The Algaegator filters the algae when it is still at levels considered safe for humans to swim and recreate in the lake, the students explained.

In their virtual presentations for the eCYBERMISSION competition, the students said their prototype could be scaled up to help clean algal blooms in larger lakes.

The Camas students presented their work to the competition judges in April. In early May, they discovered they’d been named the regional finalists for the West Region, beating out competitors from 10 other states in the Western U.S., and winning a $5,000 grant to improve their prototype.

“The grant will help us make it sturdier, so if it gets hit by a boat or a branch it won’t break down or crumble,” Kelsang said.

The students will now advance to the national eCYBERMISSION competition, which takes place virtually June 21-25.

“The eCYBERMISSION competition is an amazing showcase of the creativity and passion of so many extraordinary students from across the country,” said Elizabeth Allan, president of the National Science Teaching Association.

Christina Weber, with the U.S. Army Educational Outreach Program, called the young competitors — all in grades six through nine — “the next generation of thought leaders in science and technology.”

“It’s always exciting to see so many talented students participate in our competitions, summer enrichment activities, and apprenticeship programs, and to watch them develop as they progress from one program to the next,” Weber said.

As one of just 20 national finalist teams chosen to compete in the next round of the STEM competition, the Camas “Algaegators” each received $2,000 in savings bonds separate from the $5,000 STEM-in-Action grant.

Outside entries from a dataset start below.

//! Trap-and-emulate virtualization of privileged state: the virtual CSR file, the emulated
//! privilege mode, and the shadow page tables that give the guest a memory view matching it.

mod arena;
mod config;
mod csr;
mod dispatch;
mod error;
mod host;
mod privilege;
pub mod regfile;
pub mod shadow;

use log::{debug, info};
use riscv::cpu::Mode;
use riscv::csr::{CsrAddress, PMPADDR0, PMPCFG0};
use riscv::decode::{CsrOp, SystemInst};

pub use arena::FrameArena;
pub use config::{ProtectionWindow, VirtConfig};
pub use dispatch::trap_and_emulate;
pub use error::{AccessFault, VirtError};
pub use host::{GuestFrame, Host, TrapFrame};
pub use regfile::{RegisterFile, VirtualRegister};
pub use shadow::{ActiveTable, PageTableMemory, Ppn, ShadowTables};

/// The effect of one emulated instruction.
#[derive(Debug, Clone, Copy, PartialEq, Eq)]
pub enum Emulated {
    Csr {
        csr: CsrAddress,
        op: CsrOp,
        old: u64,
        new: u64,
    },
    /// ECALL or EBREAK, delivered to the guest's own handler at `to`.
    Trap { cause: u64, from: Mode, to: Mode },
    /// MRET or SRET.
    Return { from: Mode, to: Mode },
}

/// Virtualization state of one guest process.
///
/// Created detached; the first privileged trap attaches it to the process's address space.
#[derive(Debug, Clone)]
pub struct VirtState {
    config: VirtConfig,
    regs: RegisterFile,
    mode: Mode,
    tables: Option<ShadowTables>,
}

impl VirtState {
    pub fn new(config: VirtConfig) -> Self {
        Self {
            regs: RegisterFile::new(&config),
            config,
            mode: Mode::Machine,
            tables: None,
        }
    }

    pub fn config(&self) -> &VirtConfig {
        &self.config
    }

    pub fn mode(&self) -> Mode {
        self.mode
    }

    pub fn registers(&self) -> &RegisterFile {
        &self.regs
    }

    pub fn tables(&self) -> Option<&ShadowTables> {
        self.tables.as_ref()
    }

    pub fn is_attached(&self) -> bool {
        self.tables.is_some()
    }

    /// Capture the host's process table and build its shadow, unless already attached. The
    /// shadow starts with the protection window derived from the current PMP registers.
    pub fn attach<H: Host>(&mut self, host: &mut H) -> Result<(), VirtError> {
        if self.tables.is_some() {
            return Ok(());
        }
        let host_root = host.process_table();
        let tables = ShadowTables::build(host.memory(), host_root, &self.config.window)?;
        info!(
            "virtualizing address space {:#x}, shadow table {:#x}",
            tables.host, tables.guest
        );
        self.tables = Some(tables);
        self.reapply_protection(host);
        Ok(())
    }

    /// Undo everything: reinstall the host table, free the shadow, and return the registers
    /// and mode to power-on state.
    pub fn teardown<H: Host>(&mut self, host: &mut H) {
        if let Some(tables) = self.tables.take() {
            host.install_table(tables.host);
            shadow::destroy(host.memory(), tables.guest);
            info!("released shadow table {:#x}", tables.guest);
        }
        self.regs.reset();
        self.mode = Mode::Machine;
    }

    /// Emulate one decoded instruction. On error nothing has been changed.
    pub fn emulate<H: Host, F: TrapFrame>(
        &mut self,
        host: &mut H,
        frame: &mut F,
        inst: SystemInst,
    ) -> Result<Emulated, VirtError> {
        match inst {
            SystemInst::Ecall => self.environment_call(host, frame),
            SystemInst::Ebreak => self.breakpoint(host, frame),
            SystemInst::Mret => self.mret(host, frame),
            SystemInst::Sret => self.sret(host, frame),
            SystemInst::Csr {
                op,
                csr,
                rd,
                operand,
            } => self.csr(host, frame, op, csr, rd, operand),
        }
    }

    /// Change mode and, with it, the installed table.
    fn switch_mode<H: Host>(&mut self, host: &mut H, mode: Mode) {
        let previous = self.mode;
        self.mode = mode;
        if let Some(tables) = self.tables.as_mut() {
            let wanted = ActiveTable::for_mode(mode);
            if tables.active != wanted {
                tables.active = wanted;
                host.install_table(tables.root(wanted));
            }
        }
        debug!("privilege {} -> {}", previous, mode);
    }

    fn reapply_protection<H: Host>(&self, host: &mut H) {
        if let Some(tables) = self.tables.as_ref() {
            shadow::apply_protection(
                host.memory(),
                tables.guest,
                &self.config.window,
                self.regs.read(PMPCFG0),
                self.regs.read(PMPADDR0),
            );
        }
    }
}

The students will have a chance to earn more money in the national competition in June.

Regardless of the outcome of the national competition, Kelsang and Lavignino plan to share their hard work with the rest of the world.

“We want to make this an open-source design so anyone can use it,” Kelsang said.

Kelsang and Lavagnino said they might be interested in working with the four-person teams the competition normally requires during non-COVID years.

“It would be interesting to do this again with more people,” Lavagnino said.